The original version of this story was published on Law.com

Part one of this series introduced the following best-practice strategy for deploying e-discovery software solutions: on-premises software for the left side of the Electronic Discovery Reference Model (EDRM), and cloud-based technology for the right-side processes. In part two, we'll talk about how this model impacts collection and preservation, and processing.

On-premises left-hand side means using behind-the-firewall technology to build an organization's customized process for the following: pre-collection analytics, issuing legal hold notices, collecting and preserving electronically stored information (ESI), processing ESI and first-pass review of ESI. Part I discussed the reasons for using on-premises software for the pre-collection analytics and legal hold. Now, we're taking a look at key issues for collection/preservation and processing.

Collection and preservation

One methodology that continues to be touted is dubbed the “put everything into a magic box” approach. The general premise is that unstructured data sources, such as laptops, desktops and file shares, are “bad” and that the best way to manage data is by locking it all into a structured repository where theoretically it can be managed, accessed and presumably deleted as needed. Email archiving is a subset of this category that gained early momentum as a solution organizations used to try to manage e-discovery needs.

While organizations may need some degree of archiving for records management purposes, many have found that rather than storing just “business data” or even litigation-related data, these data stores begin to be a redundant source of all data because of their inability to separate relevant from non-relevant information. Such an approach requires a constant migration and assessment of data just to be ready “in case” an organization needs to use the repository to retrieve necessary information. Similar issues exist for solutions that propose to index an organization's entire IT infrastructure.

The ideal on-premises collection and preservation solution avoids this duplication of data by searching original data stores for relevant ESI without the interim step of either migrating the data to a repository or indexing the data source up-front. Also, collection of ESI should be more of an automated process in which every relevant data source is searched for responsive data at the time the preservation obligation begins—nothing more and nothing less.
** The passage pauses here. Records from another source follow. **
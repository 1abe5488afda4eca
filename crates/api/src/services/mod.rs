//! Transactional order engine.
//!
//! # Services
//!
//! - `stock_ledger` - The only code that mutates product stock
//! - `cart` - Per-user cart lines; adding reserves stock immediately
//! - `orders` - Atomic order + lines + payment creation, order updates
//! - `retry` - Bounded retry on optimistic-concurrency conflicts
//! - `addresses` - Shipping address lookup (external collaborator)
//! - `catalog` - Read-through product cache (external collaborator)
//!
//! Every stock mutation runs inside a [`StoreTx`](crate::db::StoreTx) that
//! first row-locks the product and then applies a version-guarded update.
//! Errors are classified here as [`EngineError`] and propagated unchanged
//! to the HTTP boundary.

pub mod addresses;
pub mod cart;
pub mod catalog;
pub mod orders;
pub mod retry;
pub mod stock_ledger;

#[cfg(test)]
pub(crate) mod test_support;

use thiserror::Error;

use cartwright_core::{ProductId, QuantityError, StatusTransitionError};

use crate::db::RepositoryError;

pub use addresses::{AddressResolver, PgAddressResolver};
pub use cart::CartService;
pub use catalog::ProductCatalog;
pub use orders::{LineRequest, OrderService};
pub use retry::RetryPolicy;
pub use stock_ledger::StockLedger;

/// Errors produced by the order engine.
#[derive(Debug, Error)]
pub enum EngineError {
    /// Product or order is absent, or not owned by the caller.
    #[error("{0} not found")]
    NotFound(String),

    /// Shipping address is absent or belongs to another user.
    #[error("address not found")]
    AddressNotFound,

    /// Not enough units left to satisfy the request.
    #[error("insufficient stock for {name}: requested {requested}, available {available}")]
    InsufficientStock {
        product_id: ProductId,
        name: String,
        requested: i32,
        available: i32,
    },

    /// A concurrent writer changed the product first. Safe to retry.
    #[error("concurrent update on product {product_id}, retry the request")]
    Conflict { product_id: ProductId },

    /// Malformed input.
    #[error("{0}")]
    Validation(String),

    /// Transaction, commit, or connectivity failure.
    #[error("storage error: {0}")]
    Storage(#[from] RepositoryError),
}

impl EngineError {
    /// Whether re-running the whole operation from scratch may succeed.
    #[must_use]
    pub const fn is_retryable(&self) -> bool {
        matches!(self, Self::Conflict { .. })
    }
}

impl From<QuantityError> for EngineError {
    fn from(err: QuantityError) -> Self {
        Self::Validation(err.to_string())
    }
}

impl From<StatusTransitionError> for EngineError {
    fn from(err: StatusTransitionError) -> Self {
        Self::Validation(err.to_string())
    }
}

#[cfg(test)]
mod tests {
    use super::*;

    #[test]
    fn test_only_conflicts_are_retryable() {
        assert!(
            EngineError::Conflict {
                product_id: ProductId::new(1)
            }
            .is_retryable()
        );
        assert!(
            !EngineError::InsufficientStock {
                product_id: ProductId::new(1),
                name: "Lamp".to_string(),
                requested: 2,
                available: 1,
            }
            .is_retryable()
        );
        assert!(!EngineError::NotFound("product 1".to_string()).is_retryable());
        assert!(!EngineError::Storage(RepositoryError::NotFound).is_retryable());
    }

    #[test]
    fn test_insufficient_stock_names_the_product() {
        let err = EngineError::InsufficientStock {
            product_id: ProductId::new(9),
            name: "Desk Lamp".to_string(),
            requested: 4,
            available: 1,
        };
        assert!(err.to_string().contains("Desk Lamp"));
    }
}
The organization dives into the original data source, captures and preserves relevant ESI in a defensible manner and then moves on, allowing the end-user to continue business activities without disruption or delay.

The need to conduct targeted collections from original data sources mitigates in favor of having on-premises software for this capability.

Processing

Processing ESI, i.e., de-duplicating and further culling data, has traditionally been the provenance of review and vendor-hosted solutions. We often think of processing as a specific step in the linear process of e-discovery that sits between the collection of ESI and review.

But with an in-house processing capability, this can be an iterative step that can take place at multiple points during discovery. For example, at the onset of litigation, an organization can take a sample set of data, such as data from a key witness's computer, run some initial processing on the files to isolate the relevant file types and then begin crafting and testing search terms to cull data for the remainder of the collections process from other data sources.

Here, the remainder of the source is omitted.